Exercise aim: Find all lines in the records that include the word "trimmed", and copy them out.

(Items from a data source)
□ □ □ □ □

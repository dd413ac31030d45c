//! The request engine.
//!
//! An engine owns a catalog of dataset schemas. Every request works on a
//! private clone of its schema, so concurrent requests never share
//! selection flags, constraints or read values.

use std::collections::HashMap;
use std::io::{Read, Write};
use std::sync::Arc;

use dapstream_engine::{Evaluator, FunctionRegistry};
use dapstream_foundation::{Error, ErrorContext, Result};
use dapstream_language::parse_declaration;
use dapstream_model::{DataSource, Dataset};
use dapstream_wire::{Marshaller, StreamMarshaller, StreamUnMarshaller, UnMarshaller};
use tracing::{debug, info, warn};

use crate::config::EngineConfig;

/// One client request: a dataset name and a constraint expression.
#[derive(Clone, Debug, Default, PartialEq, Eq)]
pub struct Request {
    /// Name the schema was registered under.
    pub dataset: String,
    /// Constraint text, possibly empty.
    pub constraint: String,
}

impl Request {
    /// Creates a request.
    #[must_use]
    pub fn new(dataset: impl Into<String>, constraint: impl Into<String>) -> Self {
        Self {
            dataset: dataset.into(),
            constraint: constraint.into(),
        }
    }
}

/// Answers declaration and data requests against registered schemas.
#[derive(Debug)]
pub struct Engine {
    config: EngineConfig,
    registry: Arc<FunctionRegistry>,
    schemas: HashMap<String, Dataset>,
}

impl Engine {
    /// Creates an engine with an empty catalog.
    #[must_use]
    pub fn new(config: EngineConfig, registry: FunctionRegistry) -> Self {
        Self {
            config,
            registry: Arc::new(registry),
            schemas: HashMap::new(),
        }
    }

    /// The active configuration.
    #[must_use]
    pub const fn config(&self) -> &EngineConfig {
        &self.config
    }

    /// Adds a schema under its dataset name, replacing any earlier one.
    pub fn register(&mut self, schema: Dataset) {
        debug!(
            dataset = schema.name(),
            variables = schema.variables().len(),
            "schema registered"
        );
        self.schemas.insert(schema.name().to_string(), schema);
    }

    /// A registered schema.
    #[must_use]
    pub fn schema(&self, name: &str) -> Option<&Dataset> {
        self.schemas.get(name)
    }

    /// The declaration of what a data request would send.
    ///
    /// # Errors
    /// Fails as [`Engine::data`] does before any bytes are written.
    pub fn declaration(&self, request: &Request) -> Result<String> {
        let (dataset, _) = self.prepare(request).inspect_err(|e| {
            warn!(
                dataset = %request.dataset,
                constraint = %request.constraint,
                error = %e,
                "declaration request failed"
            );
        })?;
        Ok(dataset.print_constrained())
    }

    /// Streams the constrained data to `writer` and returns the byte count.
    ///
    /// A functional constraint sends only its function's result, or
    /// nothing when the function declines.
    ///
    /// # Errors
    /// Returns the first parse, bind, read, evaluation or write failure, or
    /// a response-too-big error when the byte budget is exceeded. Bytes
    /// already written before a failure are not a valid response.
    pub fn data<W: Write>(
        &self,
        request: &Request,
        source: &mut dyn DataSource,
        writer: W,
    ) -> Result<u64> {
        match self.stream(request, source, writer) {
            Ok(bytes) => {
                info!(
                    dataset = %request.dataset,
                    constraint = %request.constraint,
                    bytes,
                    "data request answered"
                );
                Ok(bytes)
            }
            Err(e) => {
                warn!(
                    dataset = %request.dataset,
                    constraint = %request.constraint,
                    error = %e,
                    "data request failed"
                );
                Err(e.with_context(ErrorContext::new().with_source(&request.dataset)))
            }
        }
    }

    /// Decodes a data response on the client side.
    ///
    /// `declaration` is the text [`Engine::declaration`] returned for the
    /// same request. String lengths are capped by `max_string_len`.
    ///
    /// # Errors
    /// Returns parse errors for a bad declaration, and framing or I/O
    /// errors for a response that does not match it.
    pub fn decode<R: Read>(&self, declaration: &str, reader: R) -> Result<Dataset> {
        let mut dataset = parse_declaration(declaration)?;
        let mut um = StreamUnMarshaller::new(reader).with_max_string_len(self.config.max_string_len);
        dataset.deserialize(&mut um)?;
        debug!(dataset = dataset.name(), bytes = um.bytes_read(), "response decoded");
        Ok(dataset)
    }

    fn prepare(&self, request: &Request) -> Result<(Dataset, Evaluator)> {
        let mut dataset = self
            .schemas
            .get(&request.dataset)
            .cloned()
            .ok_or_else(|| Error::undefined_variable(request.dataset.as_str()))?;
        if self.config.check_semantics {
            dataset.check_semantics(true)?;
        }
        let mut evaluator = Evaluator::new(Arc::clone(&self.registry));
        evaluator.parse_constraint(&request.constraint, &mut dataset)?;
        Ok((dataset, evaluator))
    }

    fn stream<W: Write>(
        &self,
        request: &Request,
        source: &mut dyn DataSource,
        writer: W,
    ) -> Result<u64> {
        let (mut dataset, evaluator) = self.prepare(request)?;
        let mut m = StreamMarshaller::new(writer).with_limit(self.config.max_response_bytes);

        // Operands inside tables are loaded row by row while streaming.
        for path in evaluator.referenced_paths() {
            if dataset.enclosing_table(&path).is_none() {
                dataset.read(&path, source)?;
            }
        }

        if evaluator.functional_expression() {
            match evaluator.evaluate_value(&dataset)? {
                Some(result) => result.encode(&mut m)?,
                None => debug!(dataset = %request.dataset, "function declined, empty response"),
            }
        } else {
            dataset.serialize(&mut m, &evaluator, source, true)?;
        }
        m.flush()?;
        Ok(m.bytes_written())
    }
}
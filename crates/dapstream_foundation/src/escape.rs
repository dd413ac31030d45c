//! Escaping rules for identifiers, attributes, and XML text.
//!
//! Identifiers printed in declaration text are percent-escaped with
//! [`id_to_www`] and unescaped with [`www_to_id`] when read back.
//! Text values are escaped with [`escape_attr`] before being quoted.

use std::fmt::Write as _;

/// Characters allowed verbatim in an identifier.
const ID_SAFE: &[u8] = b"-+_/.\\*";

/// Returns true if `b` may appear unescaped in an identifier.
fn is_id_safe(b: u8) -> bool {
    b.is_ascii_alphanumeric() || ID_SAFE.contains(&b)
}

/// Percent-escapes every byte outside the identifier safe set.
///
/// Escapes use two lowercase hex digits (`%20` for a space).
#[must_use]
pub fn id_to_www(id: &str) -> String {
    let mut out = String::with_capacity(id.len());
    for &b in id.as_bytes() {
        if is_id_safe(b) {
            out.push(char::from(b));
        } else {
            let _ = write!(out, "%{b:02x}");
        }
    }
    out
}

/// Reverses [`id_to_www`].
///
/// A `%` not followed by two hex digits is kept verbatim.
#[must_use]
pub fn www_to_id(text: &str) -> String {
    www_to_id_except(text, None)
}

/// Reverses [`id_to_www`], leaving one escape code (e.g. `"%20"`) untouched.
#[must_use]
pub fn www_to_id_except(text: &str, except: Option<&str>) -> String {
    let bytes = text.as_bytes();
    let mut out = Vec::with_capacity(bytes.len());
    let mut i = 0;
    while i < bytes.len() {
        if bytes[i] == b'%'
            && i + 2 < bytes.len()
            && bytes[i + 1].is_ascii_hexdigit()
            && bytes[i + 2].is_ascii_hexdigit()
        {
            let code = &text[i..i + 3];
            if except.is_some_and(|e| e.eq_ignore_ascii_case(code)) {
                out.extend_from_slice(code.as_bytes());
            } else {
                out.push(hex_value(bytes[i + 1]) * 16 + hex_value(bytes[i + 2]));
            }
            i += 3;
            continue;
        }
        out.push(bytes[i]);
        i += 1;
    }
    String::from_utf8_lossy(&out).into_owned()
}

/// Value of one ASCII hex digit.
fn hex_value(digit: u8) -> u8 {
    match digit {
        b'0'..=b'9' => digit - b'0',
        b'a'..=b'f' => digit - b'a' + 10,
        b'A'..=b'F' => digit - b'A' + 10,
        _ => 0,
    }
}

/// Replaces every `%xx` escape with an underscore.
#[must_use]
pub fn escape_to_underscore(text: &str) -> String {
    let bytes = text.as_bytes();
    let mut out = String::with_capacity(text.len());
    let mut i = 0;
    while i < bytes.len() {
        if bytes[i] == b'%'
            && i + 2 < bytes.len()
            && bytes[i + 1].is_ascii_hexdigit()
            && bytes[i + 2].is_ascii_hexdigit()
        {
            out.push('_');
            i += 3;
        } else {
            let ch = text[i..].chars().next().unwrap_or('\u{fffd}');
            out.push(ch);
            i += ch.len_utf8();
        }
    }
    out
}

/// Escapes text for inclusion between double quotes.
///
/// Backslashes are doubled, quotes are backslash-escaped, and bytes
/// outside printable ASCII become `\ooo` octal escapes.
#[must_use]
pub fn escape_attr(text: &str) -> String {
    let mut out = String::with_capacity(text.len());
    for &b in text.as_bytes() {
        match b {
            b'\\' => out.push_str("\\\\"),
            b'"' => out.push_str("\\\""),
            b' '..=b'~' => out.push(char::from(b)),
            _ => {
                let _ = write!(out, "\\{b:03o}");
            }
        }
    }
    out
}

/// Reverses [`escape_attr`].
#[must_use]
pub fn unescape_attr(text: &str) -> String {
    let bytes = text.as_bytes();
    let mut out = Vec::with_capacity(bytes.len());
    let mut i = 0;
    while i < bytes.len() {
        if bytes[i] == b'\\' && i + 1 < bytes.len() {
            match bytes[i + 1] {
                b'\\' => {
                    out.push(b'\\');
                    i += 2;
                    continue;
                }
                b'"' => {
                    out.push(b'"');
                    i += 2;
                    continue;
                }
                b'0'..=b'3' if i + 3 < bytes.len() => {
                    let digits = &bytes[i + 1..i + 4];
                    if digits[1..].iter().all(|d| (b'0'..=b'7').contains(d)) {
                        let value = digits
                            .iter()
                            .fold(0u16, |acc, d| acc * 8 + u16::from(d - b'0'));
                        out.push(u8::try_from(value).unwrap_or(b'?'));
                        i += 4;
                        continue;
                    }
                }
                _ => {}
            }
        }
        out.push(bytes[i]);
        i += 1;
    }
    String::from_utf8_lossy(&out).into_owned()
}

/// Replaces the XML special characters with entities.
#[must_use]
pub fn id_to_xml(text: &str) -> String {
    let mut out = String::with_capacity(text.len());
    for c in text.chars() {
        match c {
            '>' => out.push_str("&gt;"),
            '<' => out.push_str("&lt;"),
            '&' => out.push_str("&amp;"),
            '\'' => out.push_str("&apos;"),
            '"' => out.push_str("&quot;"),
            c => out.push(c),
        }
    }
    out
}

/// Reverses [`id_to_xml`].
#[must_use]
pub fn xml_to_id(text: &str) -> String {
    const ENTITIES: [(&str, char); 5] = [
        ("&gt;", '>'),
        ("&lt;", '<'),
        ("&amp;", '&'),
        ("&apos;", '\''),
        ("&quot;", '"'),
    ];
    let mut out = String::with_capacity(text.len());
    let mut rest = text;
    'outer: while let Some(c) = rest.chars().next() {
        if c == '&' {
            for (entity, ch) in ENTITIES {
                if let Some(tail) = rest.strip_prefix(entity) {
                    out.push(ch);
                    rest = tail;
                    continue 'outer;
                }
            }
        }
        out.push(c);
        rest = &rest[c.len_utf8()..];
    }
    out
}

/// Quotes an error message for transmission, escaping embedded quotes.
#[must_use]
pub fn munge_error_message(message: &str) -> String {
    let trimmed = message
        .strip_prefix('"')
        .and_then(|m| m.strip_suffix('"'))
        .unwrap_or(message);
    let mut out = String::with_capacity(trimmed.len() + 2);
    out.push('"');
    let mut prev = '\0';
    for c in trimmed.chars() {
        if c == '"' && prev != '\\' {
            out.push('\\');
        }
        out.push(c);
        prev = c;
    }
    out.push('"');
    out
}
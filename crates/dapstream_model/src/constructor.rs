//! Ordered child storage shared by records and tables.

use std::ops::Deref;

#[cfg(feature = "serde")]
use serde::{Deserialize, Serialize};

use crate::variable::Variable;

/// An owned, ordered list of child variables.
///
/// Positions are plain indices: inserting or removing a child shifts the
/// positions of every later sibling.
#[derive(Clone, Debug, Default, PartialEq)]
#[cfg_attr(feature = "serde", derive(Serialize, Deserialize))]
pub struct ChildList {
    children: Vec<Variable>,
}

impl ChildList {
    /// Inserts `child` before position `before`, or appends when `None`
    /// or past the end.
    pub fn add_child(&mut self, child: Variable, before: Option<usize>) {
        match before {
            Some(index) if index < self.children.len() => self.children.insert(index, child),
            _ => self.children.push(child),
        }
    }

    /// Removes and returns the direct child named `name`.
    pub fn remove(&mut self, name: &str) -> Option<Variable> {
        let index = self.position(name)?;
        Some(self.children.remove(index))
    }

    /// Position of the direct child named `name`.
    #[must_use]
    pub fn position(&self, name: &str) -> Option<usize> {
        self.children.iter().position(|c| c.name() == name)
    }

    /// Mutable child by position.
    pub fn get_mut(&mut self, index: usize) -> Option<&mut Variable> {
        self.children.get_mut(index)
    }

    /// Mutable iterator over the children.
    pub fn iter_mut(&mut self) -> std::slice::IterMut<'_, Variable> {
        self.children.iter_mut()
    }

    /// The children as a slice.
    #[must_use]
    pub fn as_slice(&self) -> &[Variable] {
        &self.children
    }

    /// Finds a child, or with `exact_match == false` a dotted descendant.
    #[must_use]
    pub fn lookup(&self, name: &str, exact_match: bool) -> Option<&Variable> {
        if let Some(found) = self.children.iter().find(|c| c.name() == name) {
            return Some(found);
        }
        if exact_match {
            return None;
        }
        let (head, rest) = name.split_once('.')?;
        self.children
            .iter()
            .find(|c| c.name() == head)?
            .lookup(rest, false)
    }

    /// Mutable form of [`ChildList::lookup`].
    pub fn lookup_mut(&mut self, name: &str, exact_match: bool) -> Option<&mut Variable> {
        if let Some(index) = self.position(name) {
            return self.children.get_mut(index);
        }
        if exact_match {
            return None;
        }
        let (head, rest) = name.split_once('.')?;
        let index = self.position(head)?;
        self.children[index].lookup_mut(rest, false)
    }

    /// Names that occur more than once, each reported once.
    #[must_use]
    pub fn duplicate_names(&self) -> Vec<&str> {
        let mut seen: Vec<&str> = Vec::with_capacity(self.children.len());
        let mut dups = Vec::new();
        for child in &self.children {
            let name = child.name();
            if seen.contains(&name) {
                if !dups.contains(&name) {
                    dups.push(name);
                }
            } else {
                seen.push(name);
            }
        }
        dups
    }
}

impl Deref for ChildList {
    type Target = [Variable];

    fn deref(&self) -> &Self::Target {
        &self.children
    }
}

□ □ □ □ □

Finished task:
    let trimmed = message
    let mut out = String::with_capacity(trimmed.len() + 2);
    for c in trimmed.chars() {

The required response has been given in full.